Thursday, January 5, 2023

I got my ass kicked by senior citizens.

On Tuesday, I took a Pilates class. It's the first fitness class I've taken in roughly 30 years. (From that reference, you might think that I'm a senior citizen myself and you'd be correct.) For most of my life, I've relied on what I could do without paying someone to tell me how to do it: walk, hike, bike; situps, pushups, and the like. This method, it seems, has served me well. I feel fit; I look fit; and, I feel great. I don't remember why I thought I should try a Pilates class but I figured it couldn't be all that hard. Besides, the class I was taking was in a gym whose membership is entirely made up of senior citizens. How hard could it be?

Pilates is all about balance, stretching, and strengthening the core muscles. Or so I thought. Once upon a time, I purchased a book (limiting my fitness expense to the book alone) and tried the exercises at home. I  don't know if it had the desired effect, or even what effect I was going for. It was just the popular fitness craze at the time so I thought I would try it.

It's popular again with gyms (they're called studios now) devoted to the practice. This form of exercise (and I never really thought of it as exercise) has been modified to incorporate equipment which means not only more of an investment if one is to do it at home but requires an instructor which, as I've mentioned, I usually avoid.

Whatever possessed me, I signed up for the class.

I was the last to arrive and noticed that everyone had a yoga mat, a ball (such as one you would use for dodgeball or foursquare), a giant rubber band, and hand weights. Although I expected the yoga mat, I couldn't imagine what the rest of it was for. A very helpful white-haired man helped me gather all the requisite equipment from around the gym - er, studio - and the class began.

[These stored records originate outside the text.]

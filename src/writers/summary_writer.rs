use crate::error::{ForecastError, Result};
use crate::models::DaySummary;
use crate::utils::constants::{FORMAT_CSV, FORMAT_JSON};
use std::fs::File;
use std::io::BufWriter;
use std::path::Path;
use std::str::FromStr;
use tracing::info;

#[derive(Debug, Clone, Copy, PartialEq, Eq, Default)]
pub enum OutputFormat {
    #[default]
    Json,
    Csv,
}

impl OutputFormat {
    pub fn extension(&self) -> &'static str {
        match self {
            OutputFormat::Json => FORMAT_JSON,
            OutputFormat::Csv => FORMAT_CSV,
        }
    }
}

impl FromStr for OutputFormat {
    type Err = ForecastError;

    fn from_str(s: &str) -> Result<Self> {
        match s.to_lowercase().as_str() {
            FORMAT_JSON => Ok(OutputFormat::Json),
            FORMAT_CSV => Ok(OutputFormat::Csv),
            other => Err(ForecastError::InvalidArgument(format!(
                "Unsupported output format: {}",
                other
            ))),
        }
    }
}

pub struct SummaryWriter {
    format: OutputFormat,
}

impl SummaryWriter {
    pub fn new() -> Self {
        Self {
            format: OutputFormat::default(),
        }
    }

    pub fn with_format(mut self, format: OutputFormat) -> Self {
        self.format = format;
        self
    }

    /// Write day summaries, creating the parent directory if needed
    pub fn write_summaries(&self, summaries: &[DaySummary], path: &Path) -> Result<()> {
        if let Some(parent) = path.parent().filter(|p| !p.as_os_str().is_empty()) {
            std::fs::create_dir_all(parent)?;
        }

        match self.format {
            OutputFormat::Json => {
                let writer = BufWriter::new(File::create(path)?);
                serde_json::to_writer_pretty(writer, summaries)?;
            }
            OutputFormat::Csv => {
                let mut writer = csv::Writer::from_path(path)?;
                for summary in summaries {
                    writer.serialize(summary)?;
                }
                writer.flush()?;
            }
        }

        info!(
            path = %path.display(),
            days = summaries.len(),
            format = self.format.extension(),
            "Wrote day summaries"
        );
        Ok(())
    }

    pub fn read_json_summaries(&self, path: &Path) -> Result<Vec<DaySummary>> {
        let file = File::open(path)?;
        Ok(serde_json::from_reader(file)?)
    }
}

impl Default for SummaryWriter {
    fn default() -> Self {
        Self::new()
    }
}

We started innocently enough with some stretching and range of motion exercises that incorporated the ball and the rubber band. Then, we proceeded to sit-ups combined with leg lifts. Later, we were instructed to clamp a hand weight behind one knee by bringing our heel to our buns and then lifting our leg behind us while we were on all fours (well, threes if you don't count the leg we were lifting). I couldn't keep my weight in place and dropped it on my other stationary ankle. At that point, I decided it was safer to proceed without the weight.

Finally, we did an exercise that closely resembled squats and we did them in slow motion which exercised the quadriceps - the fronts of our thighs. I'm not sure how many we did but I can tell you, it was not my core muscles that were begging for me to stop. When the class was over, all the senior citizens got up and put their equipment away while I lay on my mat and wondered if I should call to get a ride or if I could still walk home. Although I fared the rest of the class fairly well, my legs were shaky.

On Wednesday, my legs were so sore, I took a bath with Epsom salt which helped a little but by evening, I could barely get myself in or out of a chair. I had decided I would do some baking but when I realized that my mixing bowls were on the bottom shelf, I decided it wasn't worth the effort to crouch down to get them. Laundry was similarly out of the question as the dirty clothes were on the floor.

Today is Thursday and I had wanted to take a Zumba class offered by the same Pilates studio. Even though I would have had to pay for the class, Zumba doesn't appeal to me as an activity to be done alone. Besides, it sounded fun: music and dancing. Again, I asked myself, how hard could it be?

Well, I won't be fooled by these white-haired senior citizens once more. If I sign up for Zumba, I'll never walk again!

2 comments:

Anonymous said...

I'm in stitches

Anonymous said...

This is a great story! Made me laugh a lot. I went to senior citizen boot camp with the attitude. " I am one of the younger ones..." got my ass kicked too.